I also have yet another secret project underway that I have been working on for the past couple of weeks. Only a couple of other people know about it and I think it would be a good addition to Rooplixoo. I finally have a space to create and free my mind, so I’m taking full advantage of my time and the little focus that I have to keep things going.
It’s finally happened! After months of looking through the same handful of themes, I picked one. I am extremely happy with the layout, but I still have a lot of work to do on it! There are so many new features with this theme, so I will be playing around with it for the next few days.

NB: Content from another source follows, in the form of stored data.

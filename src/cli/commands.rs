//! Command dispatch

use std::io;
use std::path::{Path, PathBuf};

use clap::CommandFactory;
use clap_complete::generate;
use tracing::{debug, instrument};

use crate::cli::args::{Cli, Commands, ConfigCommands, Toggle};
use crate::cli::error::{CliError, CliResult};
use crate::cli::output;
use crate::cli::render::TreeRender;
use crate::config::{global_config_path, Settings};
use crate::domain::SelectionState;
use crate::infrastructure::{InfraError, ServiceContainer};
use crate::util::path::resolve_tree_path;

pub fn execute_command(cli: &Cli) -> CliResult<()> {
    match &cli.command {
        Some(Commands::Show { tree, all }) => cmd_show(cli, tree, *all),
        Some(Commands::Toggle {
            tree,
            toggles,
            quiet,
        }) => cmd_toggle(cli, tree, toggles, *quiet),
        Some(Commands::Check { tree }) => cmd_check(cli, tree),
        Some(Commands::Config { command }) => match command {
            ConfigCommands::Show { dir } => cmd_config_show(dir.as_deref()),
            ConfigCommands::Path => cmd_config_path(),
        },
        Some(Commands::Completion { shell }) => {
            let mut cmd = Cli::command();
            generate(*shell, &mut cmd, "tritree", &mut io::stdout());
            Ok(())
        }
        None => Cli::command()
            .print_help()
            .map_err(|e| InfraError::io("print help", e).into()),
    }
}

/// Resolve the tree argument and wire services with the settings that apply to it.
fn open_tree(cli: &Cli, tree: &str) -> CliResult<(ServiceContainer, PathBuf)> {
    let base = Settings::load(None)?;
    let path = resolve_tree_path(tree, &base.trees_dir)
        .ok_or_else(|| CliError::TreeNotFound(tree.to_string()))?;

    let mut settings = Settings::load(path.parent())?;
    if let Some(walk) = cli.walk {
        settings.engine.ancestor_walk = walk;
    }
    debug!(path = %path.display(), walk = %settings.engine.ancestor_walk, "tree resolved");

    Ok((ServiceContainer::new(settings), path))
}

#[instrument(skip(cli))]
fn cmd_show(cli: &Cli, tree: &str, all: bool) -> CliResult<()> {
    let (container, path) = open_tree(cli, tree)?;
    let mut view = container.tree_files.open_view(&path)?;
    if all {
        view.expand_all();
    }

    output::header(&path.display());
    output::info(&view.tree().render(&container.settings.display).trim_end());
    Ok(())
}

#[instrument(skip(cli, toggles))]
fn cmd_toggle(cli: &Cli, tree: &str, toggles: &[Toggle], quiet: bool) -> CliResult<()> {
    let (container, path) = open_tree(cli, tree)?;
    let mut view = container.tree_files.open_view(&path)?;
    view.subscribe(|event| debug!(?event, "tree event"));

    for toggle in toggles {
        let changes = view.toggle(&toggle.key, toggle.checked)?;
        let value = if toggle.checked { "on" } else { "off" };
        output::action("toggle", &format!("{}={}", toggle.key, value));

        if changes.is_empty() {
            output::detail("no change");
        }
        for change in &changes.changes {
            let line = format!("{}: {} -> {}", change.key, change.before, change.after);
            match change.after {
                SelectionState::Checked => output::diff_add(&line),
                SelectionState::Unchecked => output::diff_remove(&line),
                SelectionState::Indeterminate => output::diff_mixed(&line),
            }
        }
    }

    if !quiet {
        output::info("");
        output::header(&path.display());
        output::info(&view.tree().render(&container.settings.display).trim_end());
    }
    Ok(())
}

#[instrument(skip(cli))]
fn cmd_check(cli: &Cli, tree: &str) -> CliResult<()> {
    let (container, path) = open_tree(cli, tree)?;
    let arena = container.tree_files.load_tree(&path)?;
    let stats = arena.stats();

    output::success(&format!("{} is valid", path.display()));
    output::detail(&format!("nodes:  {}", stats.nodes));
    output::detail(&format!("roots:  {}", stats.roots));
    output::detail(&format!("leaves: {}", stats.leaves));
    output::detail(&format!("depth:  {}", stats.depth));
    for group in &stats.groups {
        let members = arena.group_members(group);
        let selected = members
            .iter()
            .filter_map(|&idx| arena.get_node(idx))
            .find(|n| n.checked)
            .map(|n| n.data.key.as_str())
            .unwrap_or("-");
        output::detail(&format!(
            "group {}: {} radios, selected {}",
            group,
            members.len(),
            selected
        ));
    }
    Ok(())
}

fn cmd_config_show(dir: Option<&Path>) -> CliResult<()> {
    let settings = Settings::load(dir)?;
    output::info(&settings.to_toml()?.trim_end());
    Ok(())
}

fn cmd_config_path() -> CliResult<()> {
    match global_config_path() {
        Some(path) => {
            output::info(&path.display());
            Ok(())
        }
        None => Err(CliError::InvalidArgs(
            "no home directory, global config unavailable".to_string(),
        )),
    }
}
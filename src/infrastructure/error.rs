//! Infrastructure-level errors (wraps application errors)

use thiserror::Error;

use crate::application::ApplicationError;

/// Infrastructure errors wrap application errors and add I/O-level concerns.
#[derive(Error, Debug)]
pub enum InfraError {
    #[error("{0}")]
    Application(#[from] ApplicationError),

    #[error("I/O error: {context}")]
    Io {
        context: String,
        #[source]
        source: std::io::Error,
    },
}

impl InfraError {
    /// Create an I/O error with context.
    pub fn io(context: impl Into<String>, source: std::io::Error) -> Self {
        Self::Io {
            context: context.into(),
            source,
        }
    }
}

/// Result type for infrastructure layer operations.
pub type InfraResult<T> = Result<T, InfraError>;
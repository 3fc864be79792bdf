//! Terminal output formatting with colors
//!
//! Respects NO_COLOR, CLICOLOR, CLICOLOR_FORCE automatically.

use colored::Colorize;

/// Print error (red bold "error:" prefix) to stderr
pub fn error(msg: &(impl std::fmt::Display + ?Sized)) {
    eprintln!("{}: {}", "error".red().bold(), msg);
}

/// Print success status (green checkmark)
pub fn success(msg: &(impl std::fmt::Display + ?Sized)) {
    println!("{} {}", "✓".green(), msg);
}

/// Print completed action (green label)
pub fn action(label: &str, msg: &(impl std::fmt::Display + ?Sized)) {
    println!("{}: {}", label.green(), msg);
}

/// Print section header (cyan bold)
pub fn header(msg: &(impl std::fmt::Display + ?Sized)) {
    println!("{}", msg.to_string().cyan().bold());
}

/// Print a node that became checked (green +)
pub fn diff_add(msg: &(impl std::fmt::Display + ?Sized)) {
    println!("  {} {}", "+".green(), msg);
}

/// Print a node that became unchecked (red -)
pub fn diff_remove(msg: &(impl std::fmt::Display + ?Sized)) {
    println!("  {} {}", "-".red(), msg);
}

/// Print a node that became indeterminate (yellow ~)
pub fn diff_mixed(msg: &(impl std::fmt::Display + ?Sized)) {
    println!("  {} {}", "~".yellow(), msg);
}

/// Print indented detail (no color)
pub fn detail(msg: &(impl std::fmt::Display + ?Sized)) {
    println!("  {}", msg);
}

/// Print plain output (no color, for rendered trees and config dumps)
pub fn info(msg: &(impl std::fmt::Display + ?Sized)) {
    println!("{}", msg);
}
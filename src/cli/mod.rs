//! CLI layer: argument parsing, command dispatch and text output

pub mod args;
pub mod commands;
pub mod error;
pub mod output;
pub mod render;

pub use args::{Cli, Commands};
pub use error::{CliError, CliResult};
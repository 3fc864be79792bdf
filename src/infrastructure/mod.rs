//! Infrastructure layer: I/O implementations and DI container
//!
//! This layer implements I/O boundary traits and wires up services.

pub mod di;
pub mod error;
pub mod traits;

pub use di::ServiceContainer;
pub use error::{InfraError, InfraResult};
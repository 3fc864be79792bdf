//! I/O boundary traits for testability
//!
//! Tree definitions are read through [`FileSystem`], so services can be
//! tested with in-memory implementations.

use std::collections::HashMap;
use std::io;
use std::path::{Path, PathBuf};
use std::sync::RwLock;

/// Filesystem abstraction for testability.
pub trait FileSystem: Send + Sync {
    /// Read file contents to string.
    fn read_to_string(&self, path: &Path) -> io::Result<String>;

    /// Check if path exists.
    fn exists(&self, path: &Path) -> bool;

    /// Check if path is a file.
    fn is_file(&self, path: &Path) -> bool;
}

/// Real filesystem implementation.
pub struct RealFileSystem;

impl FileSystem for RealFileSystem {
    fn read_to_string(&self, path: &Path) -> io::Result<String> {
        std::fs::read_to_string(path)
    }

    fn exists(&self, path: &Path) -> bool {
        path.exists()
    }

    fn is_file(&self, path: &Path) -> bool {
        path.is_file()
    }
}

/// In-memory filesystem holding whole files keyed by path.
#[derive(Default)]
pub struct MemoryFileSystem {
    files: RwLock<HashMap<PathBuf, String>>,
}

impl MemoryFileSystem {
    pub fn new() -> Self {
        Self::default()
    }

    pub fn with_file(self, path: impl Into<PathBuf>, content: impl Into<String>) -> Self {
        self.insert(path, content);
        self
    }

    pub fn insert(&self, path: impl Into<PathBuf>, content: impl Into<String>) {
        if let Ok(mut files) = self.files.write() {
            files.insert(path.into(), content.into());
        }
    }
}

impl FileSystem for MemoryFileSystem {
    fn read_to_string(&self, path: &Path) -> io::Result<String> {
        self.files
            .read()
            .map_err(|_| io::Error::new(io::ErrorKind::Other, "memory filesystem poisoned"))?
            .get(path)
            .cloned()
            .ok_or_else(|| {
                io::Error::new(
                    io::ErrorKind::NotFound,
                    format!("no such file: {}", path.display()),
                )
            })
    }

    fn exists(&self, path: &Path) -> bool {
        self.is_file(path)
    }

    fn is_file(&self, path: &Path) -> bool {
        self.files
            .read()
            .map(|files| files.contains_key(path))
            .unwrap_or(false)
    }
}
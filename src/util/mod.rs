//! Shared helpers

pub mod path;
pub mod testing;
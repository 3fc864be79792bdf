//! CLI-level errors (wraps infrastructure errors)

use thiserror::Error;

use crate::application::ApplicationError;
use crate::domain::DomainError;
use crate::infrastructure::InfraError;

/// CLI errors are the top-level error type.
/// These are what get displayed to the user.
#[derive(Error, Debug)]
pub enum CliError {
    #[error("{0}")]
    Infra(#[from] InfraError),

    #[error("invalid arguments: {0}")]
    InvalidArgs(String),

    #[error("tree definition not found: {0}")]
    TreeNotFound(String),
}

impl From<ApplicationError> for CliError {
    fn from(e: ApplicationError) -> Self {
        CliError::Infra(InfraError::Application(e))
    }
}

/// Result type for CLI operations.
pub type CliResult<T> = Result<T, CliError>;

impl CliError {
    /// Get the appropriate exit code for this error.
    pub fn exit_code(&self) -> i32 {
        match self {
            CliError::InvalidArgs(_) => crate::exitcode::USAGE,
            CliError::TreeNotFound(_) => crate::exitcode::NOINPUT,
            CliError::Infra(e) => match e {
                InfraError::Io { .. } => crate::exitcode::IOERR,
                InfraError::Application(app) => match app {
                    ApplicationError::Domain(DomainError::NodeNotFound(_)) => {
                        crate::exitcode::USAGE
                    }
                    ApplicationError::Domain(_) | ApplicationError::InvalidDefinition { .. } => {
                        crate::exitcode::DATAERR
                    }
                    ApplicationError::Config { .. } => crate::exitcode::CONFIG,
                    ApplicationError::OperationFailed { .. } => crate::exitcode::IOERR,
                },
            },
        }
    }
}
//! Domain layer: selection tree model and state propagation
//!
//! This layer is independent of external concerns (no I/O, no CLI, no config loading).

pub mod arena;
pub mod builder;
pub mod entities;
pub mod error;
pub mod propagation;

pub use arena::{NodeId, TreeArena, TreeNode};
pub use builder::{check_exclusive_groups, TreeBuilder, TreeResult, DEFAULT_MAX_DEPTH};
pub use entities::*;
pub use error::DomainError;
pub use propagation::{
    cascade_down, exclusive_group_reset, on_user_toggle, recompute_ancestors, reconcile,
    AncestorWalk,
};
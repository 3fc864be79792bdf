//! Domain entities: node payloads and declarative tree definitions

use std::fmt;

use serde::{Deserialize, Serialize};

/// Selection input carried by a tree node.
#[derive(Debug, Clone, PartialEq, Eq, Hash)]
pub enum InputKind {
    /// Tri-state checkbox
    Checkbox,
    /// Radio, mutually exclusive with every other radio of `group` in the tree
    Radio { group: String },
}

impl InputKind {
    pub fn is_radio(&self) -> bool {
        matches!(self, InputKind::Radio { .. })
    }

    pub fn group(&self) -> Option<&str> {
        match self {
            InputKind::Radio { group } => Some(group),
            InputKind::Checkbox => None,
        }
    }
}

/// Observable state of a node as the binding layer sees it.
#[derive(Debug, Clone, Copy, PartialEq, Eq, Hash)]
pub enum SelectionState {
    Unchecked,
    Checked,
    /// Children disagree
    Indeterminate,
}

impl SelectionState {
    /// Derive the observable state from the raw flags.
    ///
    /// `indeterminate` takes precedence: a node can carry `checked = false`
    /// and `indeterminate = true` at the same time.
    pub fn from_flags(checked: bool, indeterminate: bool) -> Self {
        match (checked, indeterminate) {
            (_, true) => SelectionState::Indeterminate,
            (true, false) => SelectionState::Checked,
            (false, false) => SelectionState::Unchecked,
        }
    }
}

impl fmt::Display for SelectionState {
    fn fmt(&self, f: &mut fmt::Formatter<'_>) -> fmt::Result {
        let s = match self {
            SelectionState::Unchecked => "unchecked",
            SelectionState::Checked => "checked",
            SelectionState::Indeterminate => "indeterminate",
        };
        write!(f, "{}", s)
    }
}

/// Data payload for tree nodes.
#[derive(Debug, Clone, PartialEq, Eq)]
pub struct NodeData {
    /// Unique key within the tree, used by the binding layer to address nodes
    pub key: String,
    /// Display label
    pub label: String,
    /// Selection input of this node
    pub input: InputKind,
}

impl NodeData {
    pub fn checkbox(key: impl Into<String>) -> Self {
        let key = key.into();
        Self {
            label: key.clone(),
            key,
            input: InputKind::Checkbox,
        }
    }

    pub fn radio(key: impl Into<String>, group: impl Into<String>) -> Self {
        let key = key.into();
        Self {
            label: key.clone(),
            key,
            input: InputKind::Radio {
                group: group.into(),
            },
        }
    }

    pub fn with_label(mut self, label: impl Into<String>) -> Self {
        self.label = label.into();
        self
    }
}

impl fmt::Display for NodeData {
    fn fmt(&self, f: &mut fmt::Formatter<'_>) -> fmt::Result {
        write!(f, "{}", self.label)
    }
}

/// Input kind tag as written in definition files.
#[derive(Debug, Clone, Copy, PartialEq, Eq, Default, Serialize, Deserialize)]
#[serde(rename_all = "lowercase")]
pub enum KindTag {
    #[default]
    Checkbox,
    Radio,
}

/// One `[[node]]` table of a tree definition.
///
/// Nesting is expressed through `parent` keys, so tables may appear in any
/// order; siblings keep the order in which they are declared.
#[derive(Debug, Clone, PartialEq, Eq, Serialize, Deserialize)]
#[serde(deny_unknown_fields)]
pub struct NodeDefinition {
    pub key: String,
    #[serde(default)]
    pub label: Option<String>,
    #[serde(default)]
    pub parent: Option<String>,
    #[serde(default)]
    pub kind: KindTag,
    #[serde(default)]
    pub group: Option<String>,
    #[serde(default)]
    pub checked: bool,
    /// Branch starts expanded
    #[serde(default)]
    pub open: bool,
}

impl NodeDefinition {
    pub fn new(key: impl Into<String>) -> Self {
        Self {
            key: key.into(),
            label: None,
            parent: None,
            kind: KindTag::Checkbox,
            group: None,
            checked: false,
            open: false,
        }
    }

    pub fn parent(mut self, parent: impl Into<String>) -> Self {
        self.parent = Some(parent.into());
        self
    }

    pub fn radio(mut self, group: impl Into<String>) -> Self {
        self.kind = KindTag::Radio;
        self.group = Some(group.into());
        self
    }

    pub fn checked(mut self, checked: bool) -> Self {
        self.checked = checked;
        self
    }

    pub fn open(mut self, open: bool) -> Self {
        self.open = open;
        self
    }
}

/// Declarative tree, as read from a definition file.
#[derive(Debug, Clone, Default, PartialEq, Eq, Serialize, Deserialize)]
pub struct TreeDefinition {
    #[serde(default, rename = "node")]
    pub nodes: Vec<NodeDefinition>,
}

impl TreeDefinition {
    pub fn new(nodes: Vec<NodeDefinition>) -> Self {
        Self { nodes }
    }
}

/// Summary figures for a built tree.
#[derive(Debug, Clone, PartialEq, Eq)]
pub struct TreeStats {
    pub nodes: usize,
    pub roots: usize,
    pub leaves: usize,
    pub depth: usize,
    /// Radio group names, sorted
    pub groups: Vec<String>,
}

On top of a new look, I am starting to get back into taking pictures, and playing around with my setup so I can create even more content for Rooplixoo. I am so excited that I’m finally getting around to doing all of these side projects, I finally feel confident in the direction I’m moving in. Who knew a new theme would reboot my creativity?
I didn’t sleep last night, so I’m a tad punchy right now. I’m going to try to get a few more hours of work in today before I crash.
Happy Monday everyone!
Today and my weekend will be filled with work, school and I will finally be getting around to giving this blog a much-needed remodel. I spent all last night thinking about everything I want to do and how I want to go about doing it.
First of all, I need to update my about page. It’s a bit outdated now that I’m not just focusing on makeup and being girly. After I do that, I will be good to move onto phase two of the update which will consist of a new layout. The layout I have now was good in the beginning but now I need something a bit different.
Once I have Rooplixoo looking the way I want it to, I will be covering a wide range of topics. I have really limited myself with what I write about now and I want to truly put myself out there and talk about anything and everything. With a name like Rooplixoo, I have the freedom to create content about whatever pops into my mind.
I hope everyone has a wonderful Friday and a great weekend!
I was struggling today, and have been for a while, but something happened that actually gave me the push I needed and now I have my drive back.
I received an email from someone who read my blog, and they told me that I inspired them to start a blog of their own. I started shaking and almost cried. That made me so happy to read. I am over the moon and I hope this beautiful person has a wonderful journey with their blog.
I am no longer doing this for just myself, but for everyone that comes across this place, whether they just stop by or take off their jacket and stay for a while. I’m going to start streaming and making videos, as well as just putting myself out there and having fun.
Life can be really rough sometimes, but the small things make it worth it. I never thought I would get any of the comments I’ve gotten, or that email; I just broke 60 followers and I couldn’t even imagine the day that I would have 10 followers. I want to thank you guys for inspiring me to keep going. I am so grateful for each and every single one of you. I truly feel like I have a voice and I’m heard.
I just woke up and I’m exhausted and full of anger. All I do is try to look forward to my future, but getting there is going to take a while. The stress is making me restless and I’m trying to put that energy into moving forward.
At this point, I don’t know if I’m taking giant strides forward or slowly crawling to my destination, but at least I’m going in the right direction.
I’ve been sleeping a lot… too much. When I’m up, I force a smile which is slowly breaking. I feel like I can’t breathe anymore and I’m struggling. I wish the strength I have been given was enough, but I need to find the strength in myself now.
I haven’t had the worst life, but it definitely wasn’t the best. I’m doing my best to make it better, but I need to be able to stay awake to get anywhere. I’ve been trying to focus on the good in my life, and it does help to have some sunshine in the storm, I just wish all I could focus on was the good.
I am strong, but I could be stronger, and that’s what I’m going to try to work on before it’s too late.